O Senhor dos Mares. Irmão de Zeus. Aquele que fez cidades ruírem com ondas de cinquenta metros, que esmagou monstros antigos com as próprias mãos… estava ali, no carpete gasto de um apartamento modesto no Upper East Side. Em silêncio.
Observando.
Percy dormia. Enrolado em um cobertor azul-claro, com um polvo de pelúcia apertado no braço. As bochechas redondas subiam e desciam com a respiração suave de um sono profundo e sem preocupações. Um restinho de mamadeira ainda estava na mesa de cabeceira. A luz da rua entrava pelas persianas, desenhando sombras no rosto da criança.
Poseidon não sabia respirar naquele momento.
Estava tão perto. Podia tocá-lo, se quisesse. Passar os dedos pelos cachos escuros, sentir o calor daquela pequena vida que carregava o peso de algo imenso demais. Mas não tocou. Não ousou. Apenas o olhou. Como se quisesse decorar cada detalhe antes que o tempo o apagasse.
Ele sabia que não teria muitos momentos como aquele.
Sally dormia no outro quarto. A magia de névoa deixava a casa protegida, abafada da atenção divina — mas por ele, Poseidon, ela se abria. Como se o próprio lar o reconhecesse. Ou talvez como se a casa quisesse, por um instante, deixá-lo entrar.
— “Você tem o meu sangue,” — murmurou, baixo. — “Mas é melhor que eu.”
Percy se remexeu um pouco, murmurou algo incompreensível. Uma das mãozinhas pequenas saiu de debaixo do cobertor, espalmada no ar. Por um segundo, Poseidon esticou a própria mão… E parou.
Ele não era um pai comum. Nunca seria. O mundo não deixaria.
Mas ali, entre brinquedos simples e móveis humildes, o deus do mar se sentiu pequeno.

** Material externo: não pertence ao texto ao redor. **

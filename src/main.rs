#![deny(warnings)]

// Binary crate for confined-fileio-mcp - uses library crate

use axum::{
    Router,
    extract::{State, ws::WebSocketUpgrade},
    response::Response,
    routing::get,
};
use clap::{Parser, ValueEnum};
use confined_fileio_mcp::config::ServerConfig;
use confined_fileio_mcp::dispatch;
use confined_fileio_mcp::error::{FileIoMcpError, Result, TransportError};
use confined_fileio_mcp::server::McpServer;
use confined_fileio_mcp::transport::StdioTransport;
use serde_json::Value;
use std::fmt;
use std::sync::Arc;
use tokio::net::TcpListener;
use tracing_subscriber::EnvFilter;

#[derive(Clone, Debug, ValueEnum)]
enum TransportMode {
    /// STDIN/STDOUT transport (recommended for local agents)
    Stdio,
    /// WebSocket transport
    Websocket,
}

impl fmt::Display for TransportMode {
    fn fmt(&self, f: &mut fmt::Formatter<'_>) -> fmt::Result {
        match self {
            TransportMode::Stdio => write!(f, "stdio"),
            TransportMode::Websocket => write!(f, "websocket"),
        }
    }
}

#[derive(Parser)]
#[command(name = "confined-fileio-mcp")]
#[command(about = "MCP server exposing read/write/list confined to one directory")]
#[command(
    long_about = "confined-fileio-mcp exposes read_file, write_file and list_directory tools to an MCP client.\nEvery path is confined to the allowed root directory.\n\nUsage:\n  confined-fileio-mcp serve --root /srv/workspace\n  FILEIO_ALLOWED_ROOT=/srv/workspace confined-fileio-mcp serve --mode websocket --port 8080"
)]
#[command(version)]
struct Cli {
    #[command(subcommand)]
    command: Commands,
}

#[derive(clap::Subcommand)]
enum Commands {
    /// Run the MCP server
    Serve {
        /// Directory all file operations are confined to
        #[arg(long, env = "FILEIO_ALLOWED_ROOT")]
        root: String,
        /// Also check the real (symlink-resolved) path against the root
        #[arg(long, env = "FILEIO_RESOLVE_SYMLINKS")]
        resolve_symlinks: bool,
        /// Append resolved paths to filesystem error messages
        #[arg(long, env = "FILEIO_DIAGNOSTICS")]
        diagnostics: bool,
        /// Transport mode
        #[arg(short, long, default_value_t = TransportMode::Stdio)]
        mode: TransportMode,
        /// Port for WebSocket mode (ignored for stdio)
        #[arg(short, long, default_value_t = 8080)]
        port: u16,
        /// Host for WebSocket mode (ignored for stdio)
        #[arg(long, default_value = "127.0.0.1")]
        host: String,
    },
}

#[tokio::main(flavor = "current_thread")]
async fn main() -> Result<()> {
    // stdout carries the protocol; logs go to stderr.
    tracing_subscriber::fmt()
        .with_writer(std::io::stderr)
        .with_ansi(false)
        .with_env_filter(
            EnvFilter::try_from_default_env().unwrap_or_else(|_| EnvFilter::new("info")),
        )
        .init();

    let cli = Cli::parse();

    match cli.command {
        Commands::Serve {
            root,
            resolve_symlinks,
            diagnostics,
            mode,
            port,
            host,
        } => {
            let config = ServerConfig::new(&root, resolve_symlinks, diagnostics).inspect_err(|e| {
                tracing::error!(error = %e, "invalid configuration");
            })?;
            tracing::info!(
                root = config.allowed_root.as_str(),
                resolve_symlinks = config.allowed_root.resolves_symlinks(),
                diagnostics,
                mode = %mode,
                "starting confined-fileio-mcp"
            );

            let server = McpServer::new(&config);

            match mode {
                TransportMode::Stdio => run_stdio_server(server).await?,
                TransportMode::Websocket => run_websocket_server(server, &host, port).await?,
            }
        }
    }

    Ok(())
}

async fn run_stdio_server(server: McpServer) -> Result<()> {
    let mut transport = StdioTransport::stdio();

    loop {
        let reply = match transport.read_message().await {
            Ok(body) if body.trim().is_empty() => continue,
            Ok(body) => respond(&server, &body).await,
            Err(FileIoMcpError::Transport(TransportError::InvalidMessage(detail))) => {
                tracing::warn!(%detail, "dropping malformed frame");
                Some(dispatch::parse_error(&detail))
            }
            Err(FileIoMcpError::Transport(TransportError::ConnectionClosed)) => {
                tracing::info!("stdin closed, exiting");
                break;
            }
            Err(e) => {
                tracing::error!(error = %e, "error reading message");
                break;
            }
        };

        let Some(reply) = reply else { continue };
        if let Err(e) = transport.write_message(&reply.to_string()).await {
            tracing::error!(error = %e, "error writing response");
            break;
        }
    }

    Ok(())
}

/// Decode one message body and run it. `None` means nothing goes back.
async fn respond(server: &McpServer, body: &str) -> Option<Value> {
    match serde_json::from_str::<Value>(body) {
        Ok(message) => dispatch::handle_message(server, &message).await,
        Err(e) => {
            tracing::warn!(error = %e, "error parsing JSON-RPC message");
            Some(dispatch::parse_error(&e.to_string()))
        }
    }
}

async fn run_websocket_server(server: McpServer, host: &str, port: u16) -> Result<()> {
    let server = Arc::new(server);

    let app = Router::new()
        .route("/ws", get(websocket_handler))
        .with_state(server);

    let addr = format!("{}:{}", host, port);
    let listener = TcpListener::bind(&addr).await?;
    tracing::info!(%addr, "WebSocket server listening");

    axum::serve(listener, app).await?;
    Ok(())
}

async fn websocket_handler(ws: WebSocketUpgrade, State(server): State<Arc<McpServer>>) -> Response {
    ws.on_upgrade(move |socket| handle_websocket_connection(socket, server))
}

async fn handle_websocket_connection(socket: axum::extract::ws::WebSocket, server: Arc<McpServer>) {
    use axum::extract::ws::Message;
    use futures_util::{SinkExt, StreamExt};

    let (mut sender, mut receiver) = socket.split();

    while let Some(msg) = receiver.next().await {
        match msg {
            Ok(Message::Text(text)) => {
                if let Some(reply) = respond(&server, &text).await
                    && let Err(e) = sender.send(Message::Text(reply.to_string().into())).await
                {
                    tracing::error!(error = %e, "error sending WebSocket response");
                    break;
                }
            }
            Ok(Message::Close(_)) => {
                break;
            }
            Err(e) => {
                tracing::error!(error = %e, "WebSocket error");
                break;
            }
            _ => {}
        }
    }
}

Não diante de poder, mas diante da vida.
— “Você vai sofrer por ser quem é…” — sussurrou, com amargura e orgulho entrelaçados. — “Mas você também vai lutar. Como ninguém mais.”
Lentamente, Poseidon se levantou. Os joelhos doíam — não por idade, mas por peso. Peso do que sentia. Do que não podia fazer. Do que teve que deixar.